José Antonio Álvarez Gundín

La victoria de Teresa

Teresa Romero ha vencido al ébola y su curación nos sana también a nosotros de los negros presagios que envenenaban los sueños. Su victoria es nuestra victoria. Su vuelta a la vida da sentido a nuestras plegarias. Todos celebramos su triunfo sobre la muerte, salvo las aves carroñeras que planeaban al detalle el despiece del cadáver para llevarse la tajada política; llevan la infección en la sangre.
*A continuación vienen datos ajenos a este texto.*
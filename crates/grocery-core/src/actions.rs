//! User Workflows
//!
//! What happens when the user submits the add form, presses a list
//! button, switches tabs or shares. Each workflow validates, touches the
//! repository and hands back the notification to show. Errors display
//! as the text the user sees.

use thiserror::Error;

use crate::domain::{ItemId, MasterItemDraft, ShoppingItem};
use crate::error::StorageError;
use crate::repository::{Clock, GroceryRepository};
use crate::share::{ShareChain, ShareData, ShareError, ShareMethod, ShareResult};
use crate::storage::KeyValueStore;
use crate::view::Tab;

#[derive(Debug, Clone, Copy, PartialEq, Eq)]
pub enum NoticeKind {
    Success,
    Error,
    Warning,
    Info,
}

impl NoticeKind {
    pub fn color(&self) -> &'static str {
        match self {
            NoticeKind::Success => "#059669",
            NoticeKind::Error => "#dc2626",
            NoticeKind::Warning => "#d97706",
            NoticeKind::Info => "#2563eb",
        }
    }
}

/// Transient message for the notification stack
#[derive(Debug, Clone, PartialEq, Eq)]
pub struct Notice {
    pub kind: NoticeKind,
    pub message: String,
}

impl Notice {
    pub fn new(kind: NoticeKind, message: impl Into<String>) -> Self {
        Self {
            kind,
            message: message.into(),
        }
    }

    pub fn success(message: impl Into<String>) -> Self {
        Self::new(NoticeKind::Success, message)
    }

    pub fn error(message: impl Into<String>) -> Self {
        Self::new(NoticeKind::Error, message)
    }

    pub fn warning(message: impl Into<String>) -> Self {
        Self::new(NoticeKind::Warning, message)
    }

    pub fn info(message: impl Into<String>) -> Self {
        Self::new(NoticeKind::Info, message)
    }
}

#[derive(Debug, Error)]
pub enum ActionError {
    #[error("Please enter an item name")]
    EmptyName,
    #[error("This item already exists in your master list!")]
    DuplicateMasterItem,
    #[error("Item already in shopping list!")]
    AlreadyInShoppingList,
    #[error("Item no longer exists in your master list")]
    UnknownItem(ItemId),
    #[error("Shopping list is empty. Add items to view it.")]
    EmptyShoppingList,
    #[error("Unable to save changes: {0}")]
    Storage(#[from] StorageError),
}

impl ActionError {
    pub fn notice(&self) -> Notice {
        let kind = match self {
            ActionError::EmptyName | ActionError::DuplicateMasterItem | ActionError::AlreadyInShoppingList => {
                NoticeKind::Warning
            }
            ActionError::EmptyShoppingList => NoticeKind::Info,
            ActionError::UnknownItem(_) | ActionError::Storage(_) => NoticeKind::Error,
        };
        Notice::new(kind, self.to_string())
    }
}

pub type ActionResult = Result<Notice, ActionError>;

// ========================
// Master List
// ========================

/// Validate and store a new master item
///
/// The name is trimmed and must not be empty. A case-insensitive name
/// match within the same category is a duplicate.
pub fn submit_master_item<S: KeyValueStore, C: Clock>(
    repo: &GroceryRepository<S, C>,
    mut draft: MasterItemDraft,
) -> ActionResult {
    let name = draft.name.trim().to_string();
    if name.is_empty() {
        return Err(ActionError::EmptyName);
    }
    let category = draft.resolved_category();
    let lowered = name.to_lowercase();
    let duplicate = repo
        .master_list()
        .iter()
        .any(|item| item.name.to_lowercase() == lowered && item.category == category);
    if duplicate {
        return Err(ActionError::DuplicateMasterItem);
    }

    draft.name = name;
    let item = repo.add_item_to_master_list(draft)?;
    log::info!("[APP] Master item {} added", item.id);
    Ok(Notice::success("Item added to master list!"))
}

/// Question shown before a master item is deleted
pub const DELETE_MASTER_ITEM_PROMPT: &str = "Are you sure you want to delete this item from your master list?";

/// Delete after the user has confirmed
pub fn delete_master_item<S: KeyValueStore, C: Clock>(repo: &GroceryRepository<S, C>, id: ItemId) -> ActionResult {
    repo.delete_item_from_master_list(id)?;
    Ok(Notice::success("Item deleted from master list"))
}

/// Copy a master item onto the shopping list unless an entry with the
/// same name (ignoring case) is already there
pub fn move_to_shopping_list<S: KeyValueStore, C: Clock>(repo: &GroceryRepository<S, C>, id: ItemId) -> ActionResult {
    let item = repo.find_master_item(id).ok_or(ActionError::UnknownItem(id))?;
    let lowered = item.name.to_lowercase();
    if repo
        .shopping_list()
        .iter()
        .any(|entry| entry.name.to_lowercase() == lowered)
    {
        return Err(ActionError::AlreadyInShoppingList);
    }
    repo.add_item_to_shopping_list(&item)?;
    Ok(Notice::success("Item added to shopping list!"))
}

// ========================
// Shopping List
// ========================

pub fn check_off<S: KeyValueStore, C: Clock>(repo: &GroceryRepository<S, C>, id: ItemId) -> ActionResult {
    match repo.toggle_item_completed(id)? {
        Some(entry) if entry.completed => Ok(Notice::info("Item completed!")),
        _ => Ok(Notice::info("Item unchecked")),
    }
}

/// Whether a bulk clear needs confirmation or has nothing to do
#[derive(Debug, Clone, PartialEq, Eq)]
pub enum ClearPrompt {
    Nothing(Notice),
    Confirm { message: String, count: usize },
}

pub fn clear_completed_prompt(list: &[ShoppingItem]) -> ClearPrompt {
    let count = list.iter().filter(|item| item.completed).count();
    if count == 0 {
        return ClearPrompt::Nothing(Notice::info("No completed items to clear"));
    }
    ClearPrompt::Confirm {
        message: format!("Clear {} completed item(s)?", count),
        count,
    }
}

pub fn clear_all_prompt(list: &[ShoppingItem]) -> ClearPrompt {
    if list.is_empty() {
        return ClearPrompt::Nothing(Notice::info("Shopping list is already empty"));
    }
    ClearPrompt::Confirm {
        message: "Clear entire shopping list?".to_string(),
        count: list.len(),
    }
}

pub fn clear_completed<S: KeyValueStore, C: Clock>(repo: &GroceryRepository<S, C>) -> ActionResult {
    let removed = repo.clear_completed_items()?;
    Ok(Notice::success(format!("{} completed item(s) cleared", removed)))
}

pub fn clear_all<S: KeyValueStore, C: Clock>(repo: &GroceryRepository<S, C>) -> ActionResult {
    repo.clear_all_items()?;
    Ok(Notice::success("Shopping list cleared"))
}

// ========================
// Navigation
// ========================

/// The shopping tab cannot be opened while the list is empty
pub fn switch_tab(list: &[ShoppingItem], tab: Tab) -> Result<Tab, ActionError> {
    if tab == Tab::Shopping && list.is_empty() {
        return Err(ActionError::EmptyShoppingList);
    }
    Ok(tab)
}

// ========================
// Sharing
// ========================

/// What the UI should do once a share attempt settles
#[derive(Debug, Clone, PartialEq, Eq, Default)]
pub struct ShareFlow {
    pub notice: Option<Notice>,
    /// Open the manual share modal with this payload
    pub modal: Option<ShareData>,
}

pub async fn share_shopping_list(chain: &ShareChain, list: &[ShoppingItem], title: &str) -> ShareFlow {
    if list.is_empty() {
        return ShareFlow {
            notice: Some(Notice::warning("Shopping list is empty - nothing to share!")),
            modal: None,
        };
    }

    let modal_data = || chain.share_data(list, title, chrono::Local::now().date_naive());
    match chain.share_list(list, title).await {
        Ok(ShareResult::Shared(ShareMethod::Clipboard)) => ShareFlow {
            notice: Some(Notice::success("Shopping list copied to clipboard!")),
            modal: None,
        },
        Ok(ShareResult::Shared(_)) => ShareFlow {
            notice: Some(Notice::success("List shared successfully!")),
            modal: None,
        },
        Ok(ShareResult::Cancelled) => ShareFlow::default(),
        Ok(ShareResult::Manual { .. }) => ShareFlow {
            notice: None,
            modal: Some(modal_data()),
        },
        Err(ShareError::EmptyList) => ShareFlow {
            notice: Some(Notice::warning("Shopping list is empty - nothing to share!")),
            modal: None,
        },
        Err(e) => {
            log::error!("[APP] Error sharing: {}", e);
            ShareFlow {
                notice: Some(Notice::error("Unable to share list. Please try again.")),
                modal: Some(modal_data()),
            }
        }
    }
}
Frente a ellos, se ha alzado la marea de la vida, los compañeros de Teresa que la han atendido con todo el alma; los médicos y científicos, cuya competencia profesional produce el legítimo orgullo de contar entre los nuestros a los mejores del mundo; los que de una u otra forma han empujado del carro, como Paciencia Melgar, la monja de la sangre fuerte y de corazón de león. Es también la reivindicación de la Sanidad Pública, vilipendiada sin fundamento por quienes más deberían prestigiarla. El contagio de Teresa había colocado a España al borde de la frustración. Fuera nos miraban de soslayo, recelosos, y dentro de casa crecía la hiedra del fatalismo como si fuéramos un país de tercera incapaz de plantarle cara a un bicho. Otra vez el fantasma de fallar en la gran prueba, de no pasar el corte que separa a las naciones fiables de las insolventes. Es muy probable que se declare algún otro caso de ébola en personas procedentes de África, sean misioneros, cooperantes o inmigrantes, pero ahora ya sabemos que se puede vencer. Gracias a Teresa, a su coraje y a sus ganas de vivir, y al equipo médico que entabló el combate para salvarla, hoy podemos mirarnos en el espejo sin temor a que nos devuelva la imagen esperpéntica de un país condenado a la tragedia. Ella ha doblegado al destino; los demás hemos rescatado la fe en nosotros mismos. A los misioneros Pajares y García Viejo les alegrará saberlo.